(Beginning of Records for the exercise)
//! Run orchestration: bootstrap history builds and incremental daily updates.
//!
//! A run downloads one archive at a time, extracts it, and aggregates the
//! records into the [`ProductStore`]. Every downloaded archive is removed
//! again once its date has been handled, whatever the outcome.

use std::fmt;
use std::fs;
use std::path::{Path, PathBuf};

use chrono::{Duration, NaiveDate};

use crate::aggregate::{Aggregator, KeyOutcome};
use crate::archive::{PriceArchive, SevenZipArchive};
use crate::config::{self, AggregationPolicy, ModeSelection};
use crate::error::{Result, TrackerError};
use crate::extract::Extractor;
use crate::fetch::ArchiveFetcher;
use crate::models::{merge_batch, record_count, PriceBatch};
use crate::store::ProductStore;

// ---------------------------------------------------------------------------
// ArchiveProvider
// ---------------------------------------------------------------------------

/// Source of dated price archives.
pub trait ArchiveProvider {
    /// Download the archive for `date` to `dest`, returning its size in bytes.
    fn download(&self, date: NaiveDate, dest: &Path) -> Result<u64>;

    /// Open a previously downloaded archive.
    fn open(&self, path: &Path) -> Result<Box<dyn PriceArchive>>;
}

/// Archives fetched over HTTP from the archive host and read as 7z.
pub struct HttpArchiveProvider {
    pub fetcher: ArchiveFetcher,
}

impl ArchiveProvider for HttpArchiveProvider {
    fn download(&self, date: NaiveDate, dest: &Path) -> Result<u64> {
        let url = self.fetcher.archive_url(date);
        self.fetcher.fetch(&url, dest)
    }

    fn open(&self, path: &Path) -> Result<Box<dyn PriceArchive>> {
        Ok(Box::new(SevenZipArchive::open(path)?))
    }
}

// ---------------------------------------------------------------------------
// ArchiveFile
// ---------------------------------------------------------------------------

/// A downloaded archive that is deleted when dropped.
struct ArchiveFile {
    path: PathBuf,
}

impl Drop for ArchiveFile {
    fn drop(&mut self) {
        if self.path.exists() {
            if let Err(e) = fs::remove_file(&self.path) {
                tracing::warn!("Failed to remove archive {}: {}", self.path.display(), e);
            }
        }
    }
}

// ---------------------------------------------------------------------------
// Outcomes / report
// ---------------------------------------------------------------------------

#[derive(Debug, Clone, Copy, PartialEq, Eq)]
pub enum RunMode {
    Bootstrap,
    Incremental,
}

impl fmt::Display for RunMode {
    fn fmt(&self, f: &mut fmt::Formatter<'_>) -> fmt::Result {
        match self {
            RunMode::Bootstrap => f.write_str("bootstrap"),
            RunMode::Incremental => f.write_str("incremental"),
        }
    }
}

/// Result of fetching and extracting one date.
#[derive(Debug)]
pub enum DateOutcome {
    Extracted(PriceBatch),
    /// The archive could not be downloaded.
    Skipped(TrackerError),
    /// The archive was downloaded but could not be processed.
    Failed(TrackerError),
}

/// Summary of a completed run.
#[derive(Debug, Clone, PartialEq, Eq)]
pub struct RunReport {
    pub mode: RunMode,
    pub dates_processed: Vec<NaiveDate>,
    pub dates_skipped: Vec<NaiveDate>,
    pub dates_failed: Vec<NaiveDate>,
    pub documents_written: usize,
    pub documents_unchanged: usize,
    pub documents_failed: usize,
}

impl RunReport {
    fn new(mode: RunMode) -> Self {
        Self {
            mode,
            dates_processed: Vec::new(),
            dates_skipped: Vec::new(),
            dates_failed: Vec::new(),
            documents_written: 0,
            documents_unchanged: 0,
            documents_failed: 0,
        }
    }
}

impl fmt::Display for RunReport {
    fn fmt(&self, f: &mut fmt::Formatter<'_>) -> fmt::Result {
        write!(
            f,
            "{} run: {} dates processed, {} skipped, {} failed; {} documents written, {} unchanged, {} failed",
            self.mode,
            self.dates_processed.len(),
            self.dates_skipped.len(),
            self.dates_failed.len(),
            self.documents_written,
            self.documents_unchanged,
            self.documents_failed
        )
    }
}

// ---------------------------------------------------------------------------
// Tracker
// ---------------------------------------------------------------------------

/// Drives fetch → extract → aggregate → store for one run.
///
/// Built by [`TrackerBuilder`](crate::TrackerBuilder).
pub struct Tracker<P: ArchiveProvider> {
    pub(crate) provider: P,
    pub(crate) extractor: Extractor,
    pub(crate) aggregator: Aggregator,
    pub(crate) store: ProductStore,
    pub(crate) category_ids: Vec<String>,
    pub(crate) work_dir: PathBuf,
    pub(crate) history_days: u32,
    pub(crate) mode: ModeSelection,
}

impl<P: ArchiveProvider> Tracker<P> {
    pub fn store(&self) -> &ProductStore {
        &self.store
    }

    pub fn today(&self) -> NaiveDate {
        self.aggregator.today
    }

    pub fn policy(&self) -> AggregationPolicy {
        self.aggregator.policy
    }

    /// Resolve the configured [`ModeSelection`] against the current store.
    pub fn detect_mode(&self) -> Result<RunMode> {
        match self.mode {
            ModeSelection::Bootstrap => Ok(RunMode::Bootstrap),
            ModeSelection::Incremental => Ok(RunMode::Incremental),
            ModeSelection::Auto => {
                if self.store.is_empty(self.category_ids.as_slice())? {
                    Ok(RunMode::Bootstrap)
                } else {
                    Ok(RunMode::Incremental)
                }
            }
        }
    }

    /// Run in the detected mode.
    ///
    /// Bootstrap runs skip dates that fail. Incremental runs stop at the first
    /// failing date and return [`TrackerError::DateFailed`].
    pub fn run(&self) -> Result<RunReport> {
        fs::create_dir_all(&self.work_dir)?;
        let mode = self.detect_mode()?;
        tracing::info!(
            "Starting {} run ({} policy) as of {}",
            mode,
            self.aggregator.policy,
            self.today()
        );
        let report = match mode {
            RunMode::Bootstrap => self.bootstrap()?,
            RunMode::Incremental => self.incremental()?,
        };
        tracing::info!("{}", report);
        Ok(report)
    }

    /// Dates of the trailing history window, oldest first, excluding today.
    pub fn history_dates(&self) -> Vec<NaiveDate> {
        (1..=i64::from(self.history_days))
            .rev()
            .map(|days| self.today() - Duration::days(days))
            .collect()
    }

    /// Dates fetched by an incremental run, with their log labels.
    pub fn incremental_dates(&self) -> Vec<(NaiveDate, &'static str)> {
        let today = self.today();
        match self.aggregator.policy {
            AggregationPolicy::Snapshot => vec![
                (today - Duration::days(config::SHORT_WINDOW_DAYS), "7-day"),
                (today - Duration::days(config::LONG_WINDOW_DAYS), "30-day"),
            ],
            AggregationPolicy::Rolling => vec![(today - Duration::days(1), "daily")],
        }
    }

    /// Build the full history window, then aggregate every key once.
    ///
    /// Every day of the window is downloaded under both policies. With the
    /// snapshot policy only the records dated exactly 7 and 30 days ago end
    /// up in a document; the other days are still fetched so the run logs
    /// and reports the availability of the whole window.
    pub fn bootstrap(&self) -> Result<RunReport> {
        let mut report = RunReport::new(RunMode::Bootstrap);
        let dates = self.history_dates();
        tracing::info!("Building {}-day history", dates.len());

        let mut all = PriceBatch::new();
        for date in dates {
            match self.process_date(date) {
                DateOutcome::Extracted(batch) => {
                    merge_batch(&mut all, batch);
                    report.dates_processed.push(date);
                }
                DateOutcome::Skipped(e) => {
                    tracing::warn!("Failed to download {}: {}", date, e);
                    report.dates_skipped.push(date);
                }
                DateOutcome::Failed(e) => {
                    tracing::error!("Error processing {}: {}", date, e);
                    report.dates_failed.push(date);
                }
            }
        }

        tracing::info!(
            "Building database for {} products ({} records)",
            all.len(),
            record_count(&all)
        );
        self.aggregate_batch(&all, &mut report);
        tracing::info!("History build complete");
        Ok(report)
    }

    /// Fetch and aggregate each incremental target date independently.
    pub fn incremental(&self) -> Result<RunReport> {
        let mut report = RunReport::new(RunMode::Incremental);

        for (date, label) in self.incremental_dates() {
            tracing::info!("Fetching {} data for {}", label, date);
            match self.process_date(date) {
                DateOutcome::Extracted(batch) => {
                    if batch.is_empty() {
                        tracing::warn!("No price data extracted for {}", date);
                    }
                    self.aggregate_batch(&batch, &mut report);
                    report.dates_processed.push(date);
                    tracing::info!("Successfully processed {} data for {}", label, date);
                }
                DateOutcome::Skipped(e) => {
                    tracing::warn!("Failed to download {} data for {}: {}", label, date, e);
                    return Err(TrackerError::DateFailed {
                        date,
                        reason: e.to_string(),
                    });
                }
                DateOutcome::Failed(e) => {
                    tracing::error!("Failed to process {} data for {}: {}", label, date, e);
                    return Err(TrackerError::DateFailed {
                        date,
                        reason: e.to_string(),
                    });
                }
            }
        }

        Ok(report)
    }

    /// Download and extract one date. The downloaded archive is always removed.
    pub fn process_date(&self, date: NaiveDate) -> DateOutcome {
        let archive = ArchiveFile {
            path: self.work_dir.join(ArchiveFetcher::archive_name(date)),
        };

        if let Err(e) = self.provider.download(date, &archive.path) {
            return DateOutcome::Skipped(e);
        }

        let result = self.provider.open(&archive.path).and_then(|mut opened| {
            self.extractor
                .extract(opened.as_mut(), date, &self.work_dir)
        });

        match result {
            Ok(batch) => {
                tracing::info!(
                    "Extracted {} records for {} products on {}",
                    record_count(&batch),
                    batch.len(),
                    date
                );
                DateOutcome::Extracted(batch)
            }
            Err(e) => DateOutcome::Failed(e),
        }
    }

    /// Aggregate every key of `batch`; a failing key never stops the others.
    pub fn aggregate_batch(&self, batch: &PriceBatch, report: &mut RunReport) {
        if batch.is_empty() {
            return;
        }
        tracing::info!("Updating {} product files", batch.len());

        for (key, records) in batch {
            match self.aggregator.aggregate(&self.store, key, records) {
                Ok(KeyOutcome::Written(path)) => {
                    tracing::debug!("Wrote {}", path.display());
                    report.documents_written += 1;
                }
                Ok(KeyOutcome::Unchanged) => report.documents_unchanged += 1,
                Err(e) => {
                    tracing::error!(
                        "Failed to update {} [{}] product {} ({}): {}",
                        config::category_name(&key.category_id).unwrap_or("unknown category"),
                        key.category_id,
                        key.product_id,
                        key.sub_type_name,
                        e
                    );
                    report.documents_failed += 1;
                }
            }
        }
    }
}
(End of Records for the exercise)
What is required
List, from the entries above, every line in which the word "struct" shows up.

Task response
pub struct HttpArchiveProvider {
struct ArchiveFile {
pub struct RunReport {
pub struct Tracker<P: ArchiveProvider> {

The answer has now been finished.